RELATED: Talent Acquisition Pros: Ask This, Not That

How do you find the candidates you’re looking for when they’re already engaged someplace else? The only way turn the odds around is to work proactively. Here are 7 ways you can shine brighter than the company next door and hang onto the team you’ve already cultivated.

#1: Refine Your Employer Brand

If you’re not completely sure about your brand image, it probably needs work. Refining the employer brand is vital when the odds are in the candidate’s favor. Research your competition, too. Harvard Business Review says branding is “strategically more important” now than in recent history. They recommend:

  • Develop an Employee Value Proposition (EVP)
  • Post content/share stories regularly on social media and measure results
  • Scour sites like Glassdoor for positive and negative feedback.
  • Use negative comments to spot areas for improvement
  • Educate everyone in the company about the importance of a strong brand

#2: Collaborate with Hiring Managers for Better, Intriguing Job Ads

You can’t count on organic job seekers to find your job ads.

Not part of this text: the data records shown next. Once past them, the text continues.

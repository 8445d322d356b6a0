//! In-memory scripted driver for resolver tests

#![allow(dead_code)]

use std::collections::{HashMap, VecDeque};
use std::sync::Arc;

use async_trait::async_trait;
use element_locator::{Driver, DriverError, ElementHandle, Scope};
use locus_core_types::Locator;
use locus_policy_center::{default_snapshot, InMemoryPolicyCenter, PolicySnapshot};
use parking_lot::Mutex;
use tracing_subscriber::EnvFilter;

pub fn init_tracing() {
    let _ = tracing_subscriber::fmt()
        .with_env_filter(
            EnvFilter::try_from_default_env().unwrap_or_else(|_| EnvFilter::new("warn")),
        )
        .with_test_writer()
        .try_init();
}

/// Builtin policy with a short baseline so timeouts stay readable in tests
pub fn snapshot(baseline_secs: u64) -> PolicySnapshot {
    let mut snapshot = default_snapshot();
    snapshot.timeouts.baseline_secs = baseline_secs;
    snapshot
}

pub fn policy(baseline_secs: u64) -> Arc<InMemoryPolicyCenter> {
    Arc::new(InMemoryPolicyCenter::new(snapshot(baseline_secs)))
}

#[derive(Debug, Clone, PartialEq, Eq)]
pub struct FakeElement {
    pub name: String,
    pub displayed: bool,
    pub enabled: bool,
}

impl FakeElement {
    pub fn visible(name: &str) -> Self {
        Self {
            name: name.to_string(),
            displayed: true,
            enabled: true,
        }
    }

    pub fn hidden(name: &str) -> Self {
        Self {
            displayed: false,
            ..Self::visible(name)
        }
    }

    pub fn disabled(name: &str) -> Self {
        Self {
            enabled: false,
            ..Self::visible(name)
        }
    }
}

impl ElementHandle for FakeElement {
    fn is_displayed(&self) -> bool {
        self.displayed
    }

    fn is_enabled(&self) -> bool {
        self.enabled
    }
}

/// One recorded `find_all` call
#[derive(Debug, Clone, PartialEq, Eq)]
pub struct Query {
    pub scope: String,
    pub expression: String,
}

impl Query {
    pub fn new(scope: &str, expression: &str) -> Self {
        Self {
            scope: scope.to_string(),
            expression: expression.to_string(),
        }
    }
}

type Response = Result<Vec<FakeElement>, DriverError>;

/// Answers queries from per-(scope, expression) scripts.
///
/// Scripted responses are consumed in order and the last one repeats.
/// Unscripted queries match nothing. Scopes are keyed by element name, with
/// frames written as `frame:<name>`.
#[derive(Default)]
pub struct ScriptedDriver {
    scripts: Mutex<HashMap<(String, String), VecDeque<Response>>>,
    queries: Mutex<Vec<Query>>,
}

impl ScriptedDriver {
    pub fn new() -> Arc<Self> {
        Arc::new(Self::default())
    }

    pub fn respond(&self, scope: &str, expression: &str, elements: Vec<FakeElement>) {
        self.script(scope, expression, vec![Ok(elements)]);
    }

    pub fn script(&self, scope: &str, expression: &str, responses: Vec<Response>) {
        self.scripts.lock().insert(
            (scope.to_string(), expression.to_string()),
            responses.into(),
        );
    }

    pub fn queries(&self) -> Vec<Query> {
        self.queries.lock().clone()
    }

    pub fn query_count(&self) -> usize {
        self.queries.lock().len()
    }
}

fn scope_key(scope: &Scope<FakeElement>) -> String {
    match scope {
        Scope::Root => "root".to_string(),
        Scope::Element(element) => element.name.clone(),
        Scope::Frame(element) => format!("frame:{}", element.name),
    }
}

#[async_trait]
impl Driver for ScriptedDriver {
    type Handle = FakeElement;

    async fn find_all(
        &self,
        scope: &Scope<FakeElement>,
        locator: &Locator,
    ) -> Result<Vec<FakeElement>, DriverError> {
        let key = (scope_key(scope), locator.expression().to_string());
        self.queries.lock().push(Query::new(&key.0, &key.1));

        let mut scripts = self.scripts.lock();
        let Some(responses) = scripts.get_mut(&key) else {
            return Ok(Vec::new());
        };
        if responses.len() > 1 {
            responses.pop_front().unwrap_or_else(|| Ok(Vec::new()))
        } else {
            responses.front().cloned().unwrap_or_else(|| Ok(Vec::new()))
        }
    }
}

But that means job ad quality is more important than ever. When you have their attention, make every second count. If job ads are boring, they’ll be bored and move on. Chances are, you don’t know the jobs in the company as well as hiring managers do. Collaborate with them for better ads that hit all of the important marks with the people you want to hire.

#3: Predict Job Ad Performance to Hit More Than it Misses

You can post and pray or you can work proactively to improve job ad results. Technology is increasingly important in a full employment economy. Candidate matching optimizes job ad placement so more of the right eyes see your ad in places such as social media and their email inbox without actively looking for it. Predictive analytics uses past performance to predict how the next ad will fare. AI improves processes continually.

#4: Develop a Strong Social Media Presence

Candidates might not need a new job, but they do need social interaction. Social media is still hot, so that’s where you need to be. Social can help generate candidate leads, boost engagement and build the company brand. It also gives insights into what motivates candidates to act. LinkedIn still matters, and so does Facebook. You can also share content on Twitter. Think about branching out, too. Use Instagram to share the excitement about working for your company and encourage current employees to tell their stories, too.

Talent acquisition

Content marketing is all about telling a story, so share yours through creative social platforms.

#5: Ramp up Content Marketing Efforts

Content marketing puts you in better control over marketing results. The more consistently you produce and the more you treat content like a candidate lead generating tool, the more you’ll get out of it. Sujuan Patel, founder of Web Profits, recommends the 80/20 rule. Spend 20 percent of content marketing time creating content and 80 percent promoting it. And don’t let old posts wither away and die. Get more mileage by recycling top performing content on different channels.

#6: Refocus on Your Talent Pipeline

The talent pipeline has never been more important than now that most of the great candidates can’t automatically see you. That applies to talent for nearly every level of employment, but it’s especially important for key positions where cost per hire and time to hire typically increase. Oracle recommends these and other steps for a high-performance talent pipeline.

  • Identify current and future talent needs
  • Determine the skills of those currently in the pipeline to find gaps that you need to fill
  • Include current employees in the pipeline
  • Develop candidate engagement strategies for every level of the pipeline
  • Streamline sourcing strategies
  • Define important KPIs and always be measuring

#7: Let Technology Help You Work More Efficiently

Now that the fear of robots stealing HR jobs has mostly waned, it’s time to get down to the business of using technology to work better. That’s what tech tools like programmatic recruitment do best. Data and data analytics should already play a significant role in your department. Automation takes chores such as email responses and job ad posting out of your hands so you can focus on something else. Candidate matching software continually searches for the best job/candidate match and refines postings automatically to maximize your efforts instead of spreading them too thin.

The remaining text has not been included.